What it ate before it landed on your plate matters more than the species name.
The wild salmon
Wild salmon eats algae, krill, and smaller fish. All naturally rich in omega-3. The result: about 2.5–3 g of omega-3 per 100 g of fish. The omega-6 content stays low because the wild diet is low in omega-6.
The farmed salmon
Farmed salmon eats grain-based feed — usually corn, soy, and rendered fish oil. The omega-3 content drops to about 1.0–1.5 g per 100 g. The omega-6 content goes up because of the corn and soy feed.

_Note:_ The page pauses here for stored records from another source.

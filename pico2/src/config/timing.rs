//! Task cadence and serial output settings.

use pulse_common::config::TICK_MS;
use pulse_common::{OutputMode, ReporterConfig, Shape, Waveform};

// =============================================================================
// Task Cadence
// =============================================================================

/// Sampler period. Must match the detector's tick so its clock stays in ms.
pub const SAMPLE_INTERVAL_MS: u64 = TICK_MS as u64;

/// Reporter poll period.
pub const REPORT_INTERVAL_MS: u64 = 20;

/// Interval between periodic status logs over defmt.
pub const STATUS_LOG_INTERVAL_MS: u64 = 10_000;

/// Log one ADC failure out of this many to keep RTT from flooding.
pub const ADC_ERROR_LOG_EVERY: u32 = 500;

const _: () = assert!(SAMPLE_INTERVAL_MS == TICK_MS as u64);
const _: () = assert!(REPORT_INTERVAL_MS > SAMPLE_INTERVAL_MS);
const _: () = assert!(STATUS_LOG_INTERVAL_MS >= REPORT_INTERVAL_MS);
const _: () = assert!(ADC_ERROR_LOG_EVERY > 0);

// =============================================================================
// Serial Output
// =============================================================================

/// UART0 baud rate (the pulse sensor visualizer default).
pub const UART_BAUD: u32 = 115_200;

/// Capacity of the per-poll output buffer.
///
/// Largest poll: a full visual bar line (40 bytes) plus the beat banner with
/// a 5-digit BPM (42 bytes).
pub const REPORT_LINE_CAPACITY: usize = 96;

/// Output format selected by cargo features.
pub const REPORTER_CONFIG: ReporterConfig = ReporterConfig {
    mode: if cfg!(feature = "visual-output") {
        OutputMode::Visual
    } else {
        OutputMode::Processing
    },
    stream_signal: cfg!(feature = "stream-signal"),
};

// =============================================================================
// Demo Signal
// =============================================================================

/// Synthetic 72 BPM pulse used by the `demo-signal` feature, scaled to the
/// 12-bit ADC range.
pub const DEMO_WAVEFORM: Waveform = Waveform::from_bpm(Shape::Ppg, 72, 1200, 1600);

const _: () = assert!(DEMO_WAVEFORM.baseline + DEMO_WAVEFORM.amplitude < 4096);

// =============================================================================
// Unit Tests
// =============================================================================

#[cfg(test)]
mod tests {
    use super::*;

    #[test]
    fn test_reports_fit_line_buffer() {
        use core::fmt::Write;

        let mut line: heapless::String<REPORT_LINE_CAPACITY> = heapless::String::new();
        pulse_common::reporter::write_visual_bar(&mut line, 1024).unwrap();
        write!(line, "{}BPM: {}  ", pulse_common::reporter::BEAT_BANNER, 99_999).unwrap();
        assert!(line.len() <= REPORT_LINE_CAPACITY);
    }

    #[test]
    fn test_polls_per_tick() {
        // Ten samples between two reporter polls
        assert_eq!(REPORT_INTERVAL_MS / SAMPLE_INTERVAL_MS, 10);
    }

    #[test]
    fn test_demo_waveform_rate() {
        assert_eq!(DEMO_WAVEFORM.period_ms, 833);
        assert_eq!(DEMO_WAVEFORM.bpm(), 72);
    }

    #[test]
    fn test_default_reporter_config() {
        #[cfg(not(any(feature = "visual-output", feature = "stream-signal")))]
        assert_eq!(REPORTER_CONFIG, ReporterConfig::PROCESSING);
        #[cfg(feature = "visual-output")]
        assert_eq!(REPORTER_CONFIG.mode, OutputMode::Visual);
    }
}
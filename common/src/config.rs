//! Detector timing constants and runtime configuration.
//!
//! All defaults are compile-time constants with validation assertions.
//! [`DetectorConfig`] carries them at runtime so the empirical guard values
//! can be tuned per sensor.
//!
//! # Usage
//!
//! ```ignore
//! use pulse_common::config::DetectorConfig;
//!
//! let config = DetectorConfig { silence_timeout_ms: 3000, ..DetectorConfig::DEFAULT };
//! let detector = BeatDetector::with_config(config)?;
//! ```

use core::fmt;

// =============================================================================
// Timing Defaults
// =============================================================================

/// Sampling period in milliseconds (500 Hz).
pub const TICK_MS: u32 = 2;

/// Minimum time since the last beat before a new beat is considered.
/// Rejects high-frequency noise (caps detection at 240 BPM).
pub const NOISE_GUARD_MS: u32 = 250;

/// Dichrotic notch guard numerator: wait `(ibi / DEN) * NUM` ms after a beat.
pub const NOTCH_GUARD_NUM: u32 = 3;

/// Dichrotic notch guard denominator.
pub const NOTCH_GUARD_DEN: u32 = 5;

/// Time without a beat after which the detector re-bootstraps.
pub const SILENCE_TIMEOUT_MS: u32 = 2500;

const _: () = assert!(TICK_MS > 0);
const _: () = assert!(NOTCH_GUARD_DEN > 0);
const _: () = assert!(NOISE_GUARD_MS < SILENCE_TIMEOUT_MS);

// =============================================================================
// Seed Values
// =============================================================================

/// Threshold, peak and trough at startup (mid-scale of a 12-bit ADC).
pub const SEED_THRESHOLD: i32 = 2048;

/// Threshold, peak and trough after a silence reset.
pub const SILENCE_RESET_LEVEL: i32 = 512;

/// Inter-beat interval at startup (100 BPM).
pub const SEED_IBI_MS: u32 = 600;

/// Pulse wave amplitude at startup.
pub const SEED_AMPLITUDE: i32 = 410;

/// Number of IBI values averaged for the BPM.
pub const RATE_HISTORY_LEN: usize = 10;

/// Milliseconds per minute, numerator of every BPM computation.
pub const MS_PER_MINUTE: u32 = 60_000;

// =============================================================================
// Detector Configuration
// =============================================================================

/// Reasons a [`DetectorConfig`] is rejected.
#[derive(Clone, Copy, PartialEq, Eq, Debug)]
#[cfg_attr(feature = "defmt", derive(defmt::Format))]
pub enum ConfigError {
    /// `tick_ms` is zero, so time would never advance.
    ZeroTick,
    /// `notch_guard_den` is zero.
    ZeroNotchDenominator,
    /// The silence timeout must be longer than the noise guard, otherwise
    /// every beat candidate is preempted by a reset.
    SilenceBeforeNoiseGuard,
}

impl fmt::Display for ConfigError {
    fn fmt(
        &self,
        f: &mut fmt::Formatter<'_>,
    ) -> fmt::Result {
        match self {
            Self::ZeroTick => f.write_str("tick_ms must be non-zero"),
            Self::ZeroNotchDenominator => f.write_str("notch_guard_den must be non-zero"),
            Self::SilenceBeforeNoiseGuard => f.write_str("silence_timeout_ms must exceed noise_guard_ms"),
        }
    }
}

/// Tunable constants of the beat detector.
#[derive(Clone, Copy, PartialEq, Eq, Debug)]
#[cfg_attr(feature = "defmt", derive(defmt::Format))]
pub struct DetectorConfig {
    /// Sampling period in milliseconds.
    pub tick_ms: u32,
    /// High-frequency noise guard in milliseconds.
    pub noise_guard_ms: u32,
    /// Dichrotic notch guard numerator.
    pub notch_guard_num: u32,
    /// Dichrotic notch guard denominator.
    pub notch_guard_den: u32,
    /// Silence reset trigger in milliseconds.
    pub silence_timeout_ms: u32,
    /// Threshold/peak/trough after a silence reset.
    pub silence_reset_level: i32,
    /// Threshold/peak/trough at startup.
    pub seed_threshold: i32,
    /// IBI at startup in milliseconds.
    pub seed_ibi_ms: u32,
    /// Amplitude at startup.
    pub seed_amplitude: i32,
}

impl DetectorConfig {
    /// Defaults tuned for the analog pulse sensor sampled at 500 Hz.
    pub const DEFAULT: Self = Self {
        tick_ms: TICK_MS,
        noise_guard_ms: NOISE_GUARD_MS,
        notch_guard_num: NOTCH_GUARD_NUM,
        notch_guard_den: NOTCH_GUARD_DEN,
        silence_timeout_ms: SILENCE_TIMEOUT_MS,
        silence_reset_level: SILENCE_RESET_LEVEL,
        seed_threshold: SEED_THRESHOLD,
        seed_ibi_ms: SEED_IBI_MS,
        seed_amplitude: SEED_AMPLITUDE,
    };

    /// Check the configuration for values that would break the state machine.
    pub const fn validate(&self) -> Result<(), ConfigError> {
        if self.tick_ms == 0 {
            return Err(ConfigError::ZeroTick);
        }
        if self.notch_guard_den == 0 {
            return Err(ConfigError::ZeroNotchDenominator);
        }
        if self.silence_timeout_ms <= self.noise_guard_ms {
            return Err(ConfigError::SilenceBeforeNoiseGuard);
        }
        Ok(())
    }

    /// Dichrotic notch guard for the given IBI: `(ibi / den) * num`.
    ///
    /// The division happens first and truncates.
    #[inline]
    pub const fn notch_guard(
        &self,
        ibi: u32,
    ) -> u32 {
        (ibi / self.notch_guard_den) * self.notch_guard_num
    }
}

impl Default for DetectorConfig {
    fn default() -> Self { Self::DEFAULT }
}

const _: () = assert!(DetectorConfig::DEFAULT.validate().is_ok());

// =============================================================================
// Unit Tests
// =============================================================================
//! GPIO assignments (Raspberry Pi Pico 2).
//!
//! These numbers document the wiring; `main.rs` takes the matching
//! `embassy_rp` peripherals (`PIN_26`, `PIN_25`, ...).
//!
//! ```text
//! Pulse sensor  S -> GP26 (ADC0)   + -> 3V3   - -> GND
//! Blink LED        -> GP25 (on-board LED)
//! Fade LED         -> GP15 (PWM slice 7, channel B) via 220R
//! Serial TX        -> GP0  (UART0)
//! ```

/// Analog input for the pulse sensor signal wire.
pub const PULSE_ADC_GPIO: u8 = 26;

/// ADC channel of [`PULSE_ADC_GPIO`].
pub const PULSE_ADC_CHANNEL: u8 = PULSE_ADC_GPIO - 26;

/// LED that is lit while the detector is inside a pulse.
pub const BLINK_LED_GPIO: u8 = 25;

/// PWM LED that flashes on every beat and fades out.
pub const FADE_LED_GPIO: u8 = 15;

/// UART0 transmit pin for the serial report.
pub const UART_TX_GPIO: u8 = 0;

// Only GP26..=GP29 are wired to the ADC on the RP2350A
const _: () = assert!(PULSE_ADC_GPIO >= 26 && PULSE_ADC_GPIO <= 29);
const _: () = assert!(BLINK_LED_GPIO != FADE_LED_GPIO);

// =============================================================================
// Unit Tests
// =============================================================================

#[cfg(test)]
mod tests {
    use super::*;

    #[test]
    fn test_pins_are_distinct() {
        let pins = [PULSE_ADC_GPIO, BLINK_LED_GPIO, FADE_LED_GPIO, UART_TX_GPIO];
        for (i, a) in pins.iter().enumerate() {
            assert!(pins[i + 1..].iter().all(|b| b != a));
        }
    }

    #[test]
    fn test_adc_channel() {
        assert_eq!(PULSE_ADC_CHANNEL, 0);
    }

    #[test]
    fn test_fade_led_is_pwm_slice7_channel_b() {
        // GPIO n maps to slice (n / 2) % 8, channel B on odd pins
        assert_eq!((FADE_LED_GPIO / 2) % 8, 7);
        assert_eq!(FADE_LED_GPIO % 2, 1);
    }
}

Net effect: a farmed salmon meal delivers roughly half the omega-3 and three to five times the omega-6 of a wild one. Same colour. Same price. Different fish.
| Per 100 g | Wild salmon | Farmed salmon |
|---|---|---|
| Omega-3 | ~2.5–3 g | ~1.0–1.5 g |
| Omega-6 | low | 3–5× higher |
| Feed | algae, krill, small fish | corn, soy, fish oil |
This pattern repeats across species
- Farmed tilapia — possibly the worst common offender. Very high omega-6, very low omega-3
- Farmed sea bass / barramundi — significantly worse than wild equivalents
- Farmed prawns — mixed; depends on the farm's feed
What to favour in Malaysia
- Wild small fish — ikan kembung, ikan bilis, sardines (canned in olive oil or water, NOT in soybean oil)
- Wild deep-sea fish when you can find them — tenggiri, kerisi, wild siakap
- Frozen wild salmon — often cheaper than fresh and just as nutritious
- Mackerel (saba) at Japanese restaurants — usually wild, very high omega-3
The trap to know
"Salmon" on a Malaysian menu is almost always farmed (usually from Norway or Chile). It's not bad fish — it's just not the omega-rich fish you might think it is.
If you're paying premium prices for premium-looking fish, it's worth knowing what you actually got.